(Beginning of Data under study)

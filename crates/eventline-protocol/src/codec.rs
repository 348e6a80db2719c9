//! JSON codec for bridge payloads.
//!
//! Decoding dispatches on the `type` discriminator: known values map to
//! their [`Event`] variant, unknown values fall back to [`Event::Generic`]
//! with every other field captured verbatim. A payload with a missing or
//! empty discriminator decodes to `None` and is silently dropped by the
//! caller — that is protocol behavior, not an error.
//!
//! Encoding writes the discriminator plus the variant's declared fields,
//! omitting absent optionals rather than emitting `null`.

use serde::Serialize;
use serde_json::{Map, Value};

use crate::ProtocolError;
use crate::events::{Event, Generic};

/// Decodes one wire payload into an [`Event`].
///
/// Returns `Ok(None)` when the payload carries no usable `type` field.
///
/// # Errors
///
/// [`ProtocolError::Parse`] if the payload is not JSON,
/// [`ProtocolError::NotAnObject`] if it is not an object, and
/// [`ProtocolError::Decode`] if a known discriminator's fields do not
/// match the expected shape.
pub fn decode(payload: &str) -> Result<Option<Event>, ProtocolError> {
    let value: Value = serde_json::from_str(payload).map_err(ProtocolError::Parse)?;
    let Value::Object(mut fields) = value else {
        return Err(ProtocolError::NotAnObject);
    };

    let event_type = match fields.get("type").and_then(Value::as_str) {
        Some(t) if !t.is_empty() => t.to_owned(),
        _ => return Ok(None),
    };

    let event = match event_type.as_str() {
        "established" => Event::Established(from_fields(&event_type, fields)?),
        "ping" => Event::Ping(from_fields(&event_type, fields)?),
        "pong" => Event::Pong(from_fields(&event_type, fields)?),
        "message" => Event::Message(from_fields(&event_type, fields)?),
        "system" => Event::System(from_fields(&event_type, fields)?),
        "gift" => Event::Gift(from_fields(&event_type, fields)?),
        _ => {
            // The discriminator lives in `Generic::event_type`, not in the
            // flattened remainder.
            fields.remove("type");
            let mut generic: Generic = from_fields(&event_type, fields)?;
            generic.event_type = event_type;
            Event::Generic(generic)
        }
    };

    Ok(Some(event))
}

/// Encodes an [`Event`] into its wire payload.
///
/// # Errors
///
/// Returns [`ProtocolError::Encode`] if serialization fails.
pub fn encode(event: &Event) -> Result<String, ProtocolError> {
    let value = match event {
        Event::Established(e) => to_tagged(event.event_type(), e),
        Event::Ping(e) => to_tagged(event.event_type(), e),
        Event::Pong(e) => to_tagged(event.event_type(), e),
        Event::Message(e) => to_tagged(event.event_type(), e),
        Event::System(e) => to_tagged(event.event_type(), e),
        Event::Gift(e) => to_tagged(event.event_type(), e),
        Event::Generic(e) => to_tagged(&e.event_type, e),
    }?;

    serde_json::to_string(&value).map_err(ProtocolError::Encode)
}

fn from_fields<T: serde::de::DeserializeOwned>(
    event_type: &str,
    fields: Map<String, Value>,
) -> Result<T, ProtocolError> {
    serde_json::from_value(Value::Object(fields)).map_err(|source| ProtocolError::Decode {
        event_type: event_type.to_owned(),
        source,
    })
}

fn to_tagged<T: Serialize>(event_type: &str, payload: &T) -> Result<Value, ProtocolError> {
    let value = serde_json::to_value(payload).map_err(ProtocolError::Encode)?;
    let Value::Object(mut fields) = value else {
        // Every payload struct serializes to an object.
        return Err(ProtocolError::NotAnObject);
    };
    fields.insert("type".to_owned(), Value::String(event_type.to_owned()));
    Ok(Value::Object(fields))
}

#[cfg(test)]
mod tests {
    use super::*;
    use crate::events::{ChatMessage, Ping, Pong};

    #[test]
    fn test_decode_established() {
        let payload = r#"{
            "type": "established",
            "clientId": "c-123",
            "version": "4.1.0",
            "message": "welcome",
            "timestamp": 1700000000000
        }"#;
        let event = decode(payload).unwrap().expect("event");

        let Event::Established(e) = event else {
            panic!("expected established, got {event:?}");
        };
        assert_eq!(e.client_id, "c-123");
        assert_eq!(e.version, "4.1.0");
        assert_eq!(e.message, "welcome");
        assert_eq!(e.timestamp, Some(1_700_000_000_000));
    }

    #[test]
    fn test_decode_ping_with_timestamp() {
        let event = decode(r#"{"type":"ping","timestamp":42}"#)
            .unwrap()
            .expect("event");
        assert_eq!(event, Event::Ping(Ping { timestamp: Some(42) }));
    }

    #[test]
    fn test_decode_chat_message() {
        let payload = r#"{
            "type": "message",
            "id": "m-1",
            "origin": 2,
            "originIdx": 0,
            "uid": 99,
            "username": "alice",
            "message": "hello chat",
            "timestampNormalized": 1700000000001,
            "read": false
        }"#;
        let event = decode(payload).unwrap().expect("event");

        let Event::Message(m) = event else {
            panic!("expected message, got {event:?}");
        };
        assert_eq!(m.username, "alice");
        assert_eq!(m.message, "hello chat");
        assert_eq!(m.timestamp_normalized, 1_700_000_000_001);
        assert_eq!(m.timestamp, None);
    }

    #[test]
    fn test_decode_gift() {
        let payload = r#"{
            "type": "gift",
            "id": "g-1",
            "origin": 1,
            "originIdx": 3,
            "uid": 7,
            "username": "bob",
            "giftName": "rocket",
            "giftCount": 5,
            "timestampNormalized": 1700000000002,
            "read": true
        }"#;
        let event = decode(payload).unwrap().expect("event");

        let Event::Gift(g) = event else {
            panic!("expected gift, got {event:?}");
        };
        assert_eq!(g.gift_name, "rocket");
        assert_eq!(g.gift_count, 5);
    }

    #[test]
    fn test_decode_missing_type_is_dropped() {
        let result = decode(r#"{"message":"no discriminator"}"#).unwrap();
        assert!(result.is_none());
    }

    #[test]
    fn test_decode_empty_type_is_dropped() {
        let result = decode(r#"{"type":"","message":"x"}"#).unwrap();
        assert!(result.is_none());
    }

    #[test]
    fn test_decode_non_string_type_is_dropped() {
        let result = decode(r#"{"type":7}"#).unwrap();
        assert!(result.is_none());
    }

    #[test]
    fn test_decode_garbage_is_an_error() {
        let result = decode("not json at all");
        assert!(matches!(result, Err(ProtocolError::Parse(_))));
    }

    #[test]
    fn test_decode_non_object_is_an_error() {
        let result = decode("[1,2,3]");
        assert!(matches!(result, Err(ProtocolError::NotAnObject)));
    }

    #[test]
    fn test_decode_known_type_with_wrong_shape_is_an_error() {
        // `uid` must be a number.
        let payload = r#"{
            "type": "message",
            "id": "m-1",
            "origin": 2,
            "originIdx": 0,
            "uid": "not-a-number",
            "username": "alice",
            "message": "hello",
            "timestampNormalized": 0,
            "read": false
        }"#;
        let result = decode(payload);
        assert!(matches!(
            result,
            Err(ProtocolError::Decode { ref event_type, .. }) if event_type == "message"
        ));
    }

    #[test]
    fn test_unknown_type_decodes_to_generic() {
        let payload = r#"{
            "type": "superchat",
            "amount": 500,
            "currency": "JPY",
            "timestamp": 1700000000003
        }"#;
        let event = decode(payload).unwrap().expect("event");

        let Event::Generic(g) = &event else {
            panic!("expected generic, got {event:?}");
        };
        assert_eq!(g.event_type, "superchat");
        assert_eq!(g.timestamp, Some(1_700_000_000_003));
        assert_eq!(g.extra["amount"], 500);
        assert_eq!(g.extra["currency"], "JPY");
        assert!(g.extra.get("type").is_none());
    }

    #[test]
    fn test_generic_round_trip_is_lossless() {
        let payload = r#"{
            "type": "superchat",
            "amount": 500,
            "nested": {"a": [1, 2, 3]},
            "timestamp": 9
        }"#;
        let event = decode(payload).unwrap().expect("event");
        let encoded = encode(&event).unwrap();

        let original: Value = serde_json::from_str(payload).unwrap();
        let round_tripped: Value = serde_json::from_str(&encoded).unwrap();
        assert_eq!(original, round_tripped);
    }

    #[test]
    fn test_encode_pong_includes_responding_to() {
        let event = Event::Pong(Pong {
            responding_to: Some(42),
            timestamp: Some(43),
        });
        let json: Value = serde_json::from_str(&encode(&event).unwrap()).unwrap();

        assert_eq!(json["type"], "pong");
        assert_eq!(json["respondingTo"], 42);
        assert_eq!(json["timestamp"], 43);
    }

    #[test]
    fn test_encode_omits_absent_optionals() {
        let event = Event::Pong(Pong {
            responding_to: None,
            timestamp: None,
        });
        let json: Value = serde_json::from_str(&encode(&event).unwrap()).unwrap();

        assert_eq!(json["type"], "pong");
        assert!(json.get("respondingTo").is_none());
        assert!(json.get("timestamp").is_none());
    }

    #[test]
    fn test_encode_decode_round_trip_for_known_variants() {
        let event = Event::Message(ChatMessage {
            id: "m-9".into(),
            origin: 1,
            origin_idx: 2,
            uid: 1234,
            username: "carol".into(),
            message: "round trip".into(),
            timestamp_normalized: 77,
            read: true,
            timestamp: Some(78),
        });

        let encoded = encode(&event).unwrap();
        let decoded = decode(&encoded).unwrap().expect("event");
        assert_eq!(event, decoded);
    }
}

(End of Data under study)

Your assignment -> When a line in the data holds the word "extra", show that line.

Answer space ->
        assert_eq!(g.extra["amount"], 500);
        assert_eq!(g.extra["currency"], "JPY");
        assert!(g.extra.get("type").is_none());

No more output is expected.